Now, generally, there are some good guidelines for dialogue tags, such as don't be redundant:

"Don't do that!" he shouted.

In this sentence, there's no need to specify "shouted" because the context or the situation as well as the phrase itself tells us that he is shouting. Advice from Stephen King in his book On Writing: A Memoir of the Craft (get it here) says to only stick to he said, she said. I will agree that this makes sense when the context of the situation is understood. There's no need to say someone is saying something excitedly if there's an exclamation mark at the end of the sentence and the character is bouncing up and down in the scene. But, with regards to redundancy, what about when a new character speaks?

"Is that dynamite?" asked Ted.
"Yes," replied Fred. "I'm going to drop a match on it."
"No, don't!" shouted Sally.


In the above scenario, it makes sense for Sally to say what she does, but here's the question: should it read "No, don't!" said Sally? To be honest, that sounds strange to me. Given the emotion of the scene, it makes sense to say she shouted. Not to mention, a new character is introduced in that sentence, or a new character is speaking. If it were Ted saying, "No, don't!" we could ignore a dialogue tag. So, where does that leave us?

Well, I think the way it's written in the example is the best way to do it. It conveys the emotion of the scene and serves a double purpose by introducing Sally. Now, some people may argue it would be better if that scene was written like this:

 "Is that dynamite?" asked Ted.
"Yes," replied Fred. "I'm going to drop a match on it."
Sally rushed forward and snatched the match from Fred. "No, don't!"

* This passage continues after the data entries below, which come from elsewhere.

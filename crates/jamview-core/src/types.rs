//! Fundamental geometric types.

use glam::DVec3;
use serde::{Deserialize, Serialize};

/// Earth-Centered, Earth-Fixed position in meters.
/// Serialized as a `[x, y, z]` array, matching the exported log.
pub type Ecef = DVec3;

/// A visual interference segment from a jammer to a victim terminal.
#[derive(Debug, Clone, Copy, PartialEq, Serialize, Deserialize)]
pub struct LinkSegment {
    /// Jammer (UAV) position.
    pub from: Ecef,
    /// Jammed ground terminal position.
    pub to: Ecef,
}

impl LinkSegment {
    pub fn new(from: Ecef, to: Ecef) -> Self {
        Self { from, to }
    }

    /// Straight-line length of the segment in meters.
    pub fn length(&self) -> f64 {
        self.from.distance(self.to)
    }
}
//! EEG Blower Agent - closed-loop EEG classification driving a blower.
//!
//! This library streams multi-channel EEG from a headset session, turns each
//! window of raw samples into log band-power features, classifies the window,
//! smooths the classification over time and drives an actuator with a bounded
//! integer command.
//!
//! # Architecture
//!
//! ```text
//! ┌──────────────────────────────────────────────────────────────────┐
//! │                        EEG Blower Agent                          │
//! ├──────────────────────────────────────────────────────────────────┤
//! │  ┌─────────────┐   ┌─────────────┐   ┌─────────────┐            │
//! │  │ Acquisition │──▶│  Spectral   │──▶│   Model     │            │
//! │  │  (session)  │   │  features   │   │  adapter    │            │
//! │  └─────────────┘   └─────────────┘   └─────────────┘            │
//! │         ▲                                    │                   │
//! │         │                                    ▼                   │
//! │  ┌─────────────┐   ┌─────────────┐   ┌─────────────┐            │
//! │  │   Runner    │──▶│  Transport  │◀──│ Stabilizer  │            │
//! │  │ (fixed tick)│   │ (TCP/serial)│   │  + mapper   │            │
//! │  └─────────────┘   └─────────────┘   └─────────────┘            │
//! │         │                                                        │
//! │         ▼                                                        │
//! │  ┌─────────────┐                                                 │
//! │  │  Session    │                                                 │
//! │  │  stats      │                                                 │
//! │  └─────────────┘                                                 │
//! └──────────────────────────────────────────────────────────────────┘
//! ```
//!
//! # Example
//!
//! ```no_run
//! use eeg_blower_agent::{acquisition, config::Config, pipeline::Pipeline, runner, stats, transport};
//! use std::sync::atomic::AtomicBool;
//!
//! let config = Config::default();
//! let pipeline = Pipeline::from_config(&config).expect("model asset");
//! let session = acquisition::SyntheticSession::new(config.dsp.sample_rate_hz, config.dsp.channels);
//! let link = transport::open_transport(&config.transport);
//!
//! let mut runner = runner::Runner::new(
//!     config.runner.clone(),
//!     session,
//!     pipeline,
//!     link,
//!     stats::create_shared_log(),
//! );
//! let shutdown = AtomicBool::new(false);
//! runner.run(&shutdown).expect("acquisition failed");
//! ```

pub mod acquisition;
pub mod config;
pub mod core;
pub mod offline;
pub mod pipeline;
pub mod runner;
pub mod stats;
pub mod transport;

// Re-export key types at crate root for convenience
pub use acquisition::{AcquisitionError, AcquisitionSession, RawWindow};
pub use config::{Config, ConfigError, DEFAULT_LOG_EPSILON};
pub use core::{
    ActuatorCommand, ActuatorMap, ClassProbabilities, Classifier, FeatureExtractor,
    PipelineError, StabilizedDecision, Stabilizer,
};
pub use pipeline::{Pipeline, SetupError, TickReport};
pub use runner::{Runner, StopReason, TickOutcome};
pub use stats::{SessionLog, SessionStats, SharedSessionLog};
pub use transport::{Transport, TransportError};

/// Library version.
pub const VERSION: &str = env!("CARGO_PKG_VERSION");
//! Window → command pipeline.
//!
//! [`Pipeline`] chains the feature extractor, the model adapter, the decision
//! stabilizer and the actuator map. It owns the stabilizer history, so one
//! pipeline serves one stream of windows.

use crate::acquisition::types::RawWindow;
use crate::config::{check_log_epsilon, Config, ConfigError};
use crate::core::actuator::{ActuatorCommand, ActuatorMap, ActuatorMapError};
use crate::core::classify::{
    ClassProbabilities, Classifier, ClassifierError, DenseModel, ModelAdapter,
};
use crate::core::error::PipelineError;
use crate::core::scaler::{ScalerError, Standardizer};
use crate::core::spectral::FeatureExtractor;
use crate::core::stabilizer::{StabilizedDecision, Stabilizer};
use std::fmt;
use thiserror::Error;
use tracing::{info, warn};

/// Startup failures while building a pipeline.
#[derive(Debug, Error)]
pub enum SetupError {
    #[error(transparent)]
    Config(#[from] ConfigError),

    #[error("scaler asset: {0}")]
    Scaler(#[from] ScalerError),

    #[error("model asset: {0}")]
    Model(#[from] ClassifierError),

    #[error("actuator table: {0}")]
    Actuator(#[from] ActuatorMapError),

    #[error("classifier expects {expected} features but the extractor produces {actual}")]
    InputLength { expected: usize, actual: usize },
}

/// Result of one processed window.
#[derive(Debug, Clone, PartialEq)]
pub struct TickReport {
    pub probabilities: ClassProbabilities,
    pub decision: StabilizedDecision,
    pub command: ActuatorCommand,
    /// Compact stabilizer history, oldest first
    pub history: String,
}

impl fmt::Display for TickReport {
    fn fmt(&self, f: &mut fmt::Formatter<'_>) -> fmt::Result {
        let probs: Vec<String> = self
            .probabilities
            .scores
            .iter()
            .map(|(label, p)| format!("{label}={p:.2}"))
            .collect();
        let decision = match self.decision {
            StabilizedDecision::Class(c) => match self.probabilities.scores.get(c) {
                Some((label, _)) => format!("{c} ({label})"),
                None => format!("{c}"),
            },
            other => other.to_string(),
        };
        write!(
            f,
            "{} | last {}: {} | stable: {} | blower {} ({:.0}%)",
            probs.join(" "),
            self.history.chars().count(),
            self.history,
            decision,
            self.command.value(),
            self.command.percent()
        )
    }
}

pub struct Pipeline<C> {
    extractor: FeatureExtractor,
    adapter: ModelAdapter<C>,
    stabilizer: Stabilizer,
    actuator: ActuatorMap,
    channel_names: Vec<String>,
    target_class: usize,
    threshold: f64,
}

impl<C: Classifier> Pipeline<C> {
    /// Build a pipeline around an already loaded classifier.
    ///
    /// A classifier whose input length differs from the extractor output is
    /// accepted with a warning; every window will then be dropped.
    pub fn new(
        config: &Config,
        classifier: C,
        standardizer: Option<Standardizer>,
    ) -> Result<Self, SetupError> {
        let pipeline = Self::build(config, classifier, standardizer)?;
        if let Some((expected, actual)) = pipeline.input_mismatch() {
            warn!(
                expected,
                actual,
                "Classifier input length does not match extractor output; every window will be dropped"
            );
        }
        Ok(pipeline)
    }

    fn build(
        config: &Config,
        classifier: C,
        standardizer: Option<Standardizer>,
    ) -> Result<Self, SetupError> {
        let mut extractor = FeatureExtractor::new(&config.dsp);
        if let Some(scaler) = standardizer {
            extractor = extractor.with_standardizer(scaler)?;
        }

        Ok(Self {
            extractor,
            adapter: ModelAdapter::new(classifier, config.model.labels.clone()),
            stabilizer: Stabilizer::new(&config.stabilizer, config.model.target_class),
            actuator: ActuatorMap::new(&config.actuator)?,
            channel_names: config.dsp.channel_names(),
            target_class: config.model.target_class,
            threshold: config.stabilizer.threshold,
        })
    }

    /// `(classifier input, extractor output)` when they differ.
    fn input_mismatch(&self) -> Option<(usize, usize)> {
        let expected = self.adapter.expected_input_len();
        let actual = self.extractor.feature_len();
        (expected != actual).then_some((expected, actual))
    }

    pub fn extractor(&self) -> &FeatureExtractor {
        &self.extractor
    }

    pub fn labels(&self) -> &[String] {
        self.adapter.labels()
    }

    /// Channel names in window order.
    pub fn channel_names(&self) -> &[String] {
        &self.channel_names
    }

    pub fn target_class(&self) -> usize {
        self.target_class
    }

    /// Threshold applied to the target probability by the threshold policy.
    pub fn threshold(&self) -> f64 {
        self.threshold
    }

    pub fn window_samples(&self) -> usize {
        self.extractor.window_samples()
    }

    /// Extract, classify, stabilize and map one window.
    pub fn process_window(&mut self, window: &RawWindow) -> Result<TickReport, PipelineError> {
        let features = self.extractor.extract(window)?;
        self.process_features(&features)
    }

    /// Classify, stabilize and map a ready-made feature vector.
    pub fn process_features(&mut self, features: &[f64]) -> Result<TickReport, PipelineError> {
        let probabilities = self.adapter.classify(features)?;
        let decision = self.stabilizer.update(&probabilities);
        let command = self.actuator.map(decision);
        Ok(TickReport {
            probabilities,
            decision,
            command,
            history: self.stabilizer.history_string(),
        })
    }

    /// Command for the current history, without new input.
    pub fn current_command(&self) -> ActuatorCommand {
        self.actuator.map(self.stabilizer.decision())
    }
}

impl Pipeline<DenseModel> {
    /// Load the model and optional scaler named in the configuration, check
    /// their log epsilon against the runtime value and build the pipeline.
    pub fn from_config(config: &Config) -> Result<Self, SetupError> {
        let eps = config.dsp.log_epsilon;

        let model = DenseModel::load(&config.model.model_path)?;
        check_log_epsilon("model", eps, model.log_epsilon())?;

        let scaler = match config.dsp.scaler_path {
            Some(ref path) => {
                let scaler = Standardizer::load(path)?;
                check_log_epsilon("scaler", eps, scaler.log_epsilon())?;
                Some(scaler)
            }
            None => None,
        };

        info!(
            model = %config.model.model_path.display(),
            inputs = model.expected_input_len(),
            outputs = model.output_len(),
            standardized = scaler.is_some(),
            "Classifier loaded"
        );

        let pipeline = Pipeline::build(config, model, scaler)?;
        if let Some((expected, actual)) = pipeline.input_mismatch() {
            return Err(SetupError::InputLength { expected, actual });
        }
        Ok(pipeline)
    }
}

#[cfg(test)]
mod tests {
    use super::*;
    use crate::config::{FeatureStrategy, PolicyKind};
    use crate::core::classify::Activation;

    fn mean_config() -> Config {
        let mut config = Config::default();
        config.dsp.strategy = FeatureStrategy::ChannelMean;
        config.dsp.channels = 3;
        config.dsp.window_samples = 4;
        config.stabilizer.class_history_depth = 3;
        config
    }

    /// Picks the class whose channel mean is largest.
    fn identity_model() -> DenseModel {
        DenseModel::new(
            vec![vec![1.0, 0.0, 0.0], vec![0.0, 1.0, 0.0], vec![0.0, 0.0, 1.0]],
            vec![0.0; 3],
            Activation::Softmax,
        )
        .unwrap()
    }

    fn window(means: [f64; 3]) -> RawWindow {
        RawWindow::from_channels(means.iter().map(|&m| vec![m; 4]).collect()).unwrap()
    }

    #[test]
    fn test_majority_pipeline() {
        let mut pipeline = Pipeline::new(&mean_config(), identity_model(), None).unwrap();

        let r = pipeline.process_window(&window([0.0, 5.0, 0.0])).unwrap();
        assert_eq!(r.decision, StabilizedDecision::Class(1));
        assert_eq!(r.command.value(), 255);

        pipeline.process_window(&window([0.0, 0.0, 5.0])).unwrap();
        let r = pipeline.process_window(&window([0.0, 0.0, 5.0])).unwrap();
        assert_eq!(r.decision, StabilizedDecision::Class(2));
        assert_eq!(r.command.value(), 0);
        assert_eq!(r.history, "122");
        assert_eq!(pipeline.current_command(), r.command);
    }

    #[test]
    fn test_threshold_pipeline() {
        let mut config = mean_config();
        config.stabilizer.policy = PolicyKind::Threshold;
        config.stabilizer.smoothing_depth = 1;
        config.stabilizer.stability_depth = 2;
        let mut pipeline = Pipeline::new(&config, identity_model(), None).unwrap();

        let r = pipeline.process_window(&window([0.0, 9.0, 0.0])).unwrap();
        assert_eq!(r.decision, StabilizedDecision::Binary(true));
        let r = pipeline.process_window(&window([9.0, 0.0, 0.0])).unwrap();
        assert_eq!(r.decision, StabilizedDecision::Binary(false));
        assert_eq!(r.command.value(), 0);
        assert_eq!(r.history, "TN");
    }

    #[test]
    fn test_feature_length_mismatch_reported() {
        let model = DenseModel::new(vec![vec![1.0; 5]], vec![0.0], Activation::Identity).unwrap();
        let mut pipeline = Pipeline::new(&mean_config(), model, None).unwrap();
        assert_eq!(
            pipeline.process_window(&window([1.0, 1.0, 1.0])),
            Err(PipelineError::FeatureLengthMismatch {
                expected: 5,
                actual: 3
            })
        );
    }

    #[test]
    fn test_status_line() {
        let mut pipeline = Pipeline::new(&mean_config(), identity_model(), None).unwrap();
        let r = pipeline.process_window(&window([0.0, 5.0, 0.0])).unwrap();
        let line = r.to_string();
        assert!(line.contains("non_calm="));
        assert!(line.contains("last 1: 1"));
        assert!(line.contains("stable: 1 (non_calm)"));
        assert!(line.contains("blower 255 (100%)"));
    }

    #[test]
    fn test_from_config_rejects_epsilon_mismatch() {
        let dir = std::env::temp_dir().join("eeg-blower-pipeline-eps");
        std::fs::create_dir_all(&dir).unwrap();
        let model_path = dir.join("model.json");
        identity_model()
            .with_log_epsilon(1e-9)
            .save(&model_path)
            .unwrap();

        let mut config = mean_config();
        config.model.model_path = model_path.clone();
        assert!(matches!(
            Pipeline::from_config(&config),
            Err(SetupError::Config(ConfigError::EpsilonMismatch { .. }))
        ));

        identity_model()
            .with_log_epsilon(config.dsp.log_epsilon)
            .save(&model_path)
            .unwrap();
        assert!(Pipeline::from_config(&config).is_ok());
        let _ = std::fs::remove_file(&model_path);
    }

    #[test]
    fn test_from_config_rejects_input_length() {
        let dir = std::env::temp_dir().join("eeg-blower-pipeline-inputs");
        std::fs::create_dir_all(&dir).unwrap();
        let model_path = dir.join("model.json");
        DenseModel::new(vec![vec![1.0; 5]], vec![0.0], Activation::Identity)
            .unwrap()
            .save(&model_path)
            .unwrap();

        let mut config = mean_config();
        config.model.model_path = model_path.clone();
        assert!(matches!(
            Pipeline::from_config(&config),
            Err(SetupError::InputLength {
                expected: 5,
                actual: 3
            })
        ));
        let _ = std::fs::remove_file(&model_path);
    }

    #[test]
    fn test_channel_names_follow_config() {
        let mut config = mean_config();
        config.dsp.axes = vec!["TP9".into(), "AF7".into(), "AF8".into()];
        let pipeline = Pipeline::new(&config, identity_model(), None).unwrap();
        assert_eq!(pipeline.channel_names(), ["TP9", "AF7", "AF8"]);
        assert_eq!(pipeline.target_class(), 1);
        assert_eq!(pipeline.labels().len(), 3);
    }
}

I will admit, that does add a bit of flavor and does do away with the redundancy, but as many of you (writers) are aware, you will come across times when it isn't appropriate to add the extra action and flavor. But overall, it is better.

But, what I really wanted to talk about with regards to dialogue tags is the verb subject order. For instance, should it be Daven asked or asked Daven?

"Should I go, too?" asked Daven.

"Should I go, too?" Daven asked.


Now, they convey the same information, but I think there's a slight contextual difference, and I'm not too sure how to describe it, but I'll try.

In the first example, that's the simple as you like it version. It would be acceptable in all possible contexts, no questions asked. But in the second example, it sort of feels like Daven interrupted or like him asking a question is an added bit. It isn't necessary for Daven to ask that question--his part wasn't even considered in the scenario.

I think what it comes down to is if you were to list every part of the sentence from most important to least important, the most important would obviously be the dialogue. I mean, it does come first in the sentence and without it, Daven and asked are completely unnecessary. But when you come to what's the second most important, this is where things get tricky. What's more important: that a question is being asked by Daven, or that Daven is the one asking the question? That's why I say the second example sounds like Daven is interrupting because since his name comes before the verb, the focus is more on him than the fact he asked a question. That makes sense to me.

Moving on, there was one other thing I wanted to cover and that was when a dialogue tag precedes the dialogue.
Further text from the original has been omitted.